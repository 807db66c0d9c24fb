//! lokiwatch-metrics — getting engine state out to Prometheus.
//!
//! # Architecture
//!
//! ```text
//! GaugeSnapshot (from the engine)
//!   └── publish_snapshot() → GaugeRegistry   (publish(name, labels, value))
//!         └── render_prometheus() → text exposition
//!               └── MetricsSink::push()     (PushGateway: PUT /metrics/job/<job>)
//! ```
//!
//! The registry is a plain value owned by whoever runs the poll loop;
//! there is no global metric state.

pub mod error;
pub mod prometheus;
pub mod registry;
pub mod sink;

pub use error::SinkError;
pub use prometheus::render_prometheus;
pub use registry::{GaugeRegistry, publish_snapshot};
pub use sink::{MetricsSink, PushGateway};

——

• What is required:
Write out the full set of records exactly as given.

• Solution to this task:
repository 807db66c0d9c24fb
//! lokiwatch-metrics — getting engine state out to Prometheus.
//!
//! # Architecture
//!
//! ```text
//! GaugeSnapshot (from the engine)
//!   └── publish_snapshot() → GaugeRegistry   (publish(name, labels, value))
//!         └── render_prometheus() → text exposition
//!               └── MetricsSink::push()     (PushGateway: PUT /metrics/job/<job>)
//! ```
//!
//! The registry is a plain value owned by whoever runs the poll loop;
//! there is no global metric state.

pub mod error;
pub mod prometheus;
pub mod registry;
pub mod sink;

pub use error::SinkError;
pub use prometheus::render_prometheus;
pub use registry::{GaugeRegistry, publish_snapshot};
pub use sink::{MetricsSink, PushGateway};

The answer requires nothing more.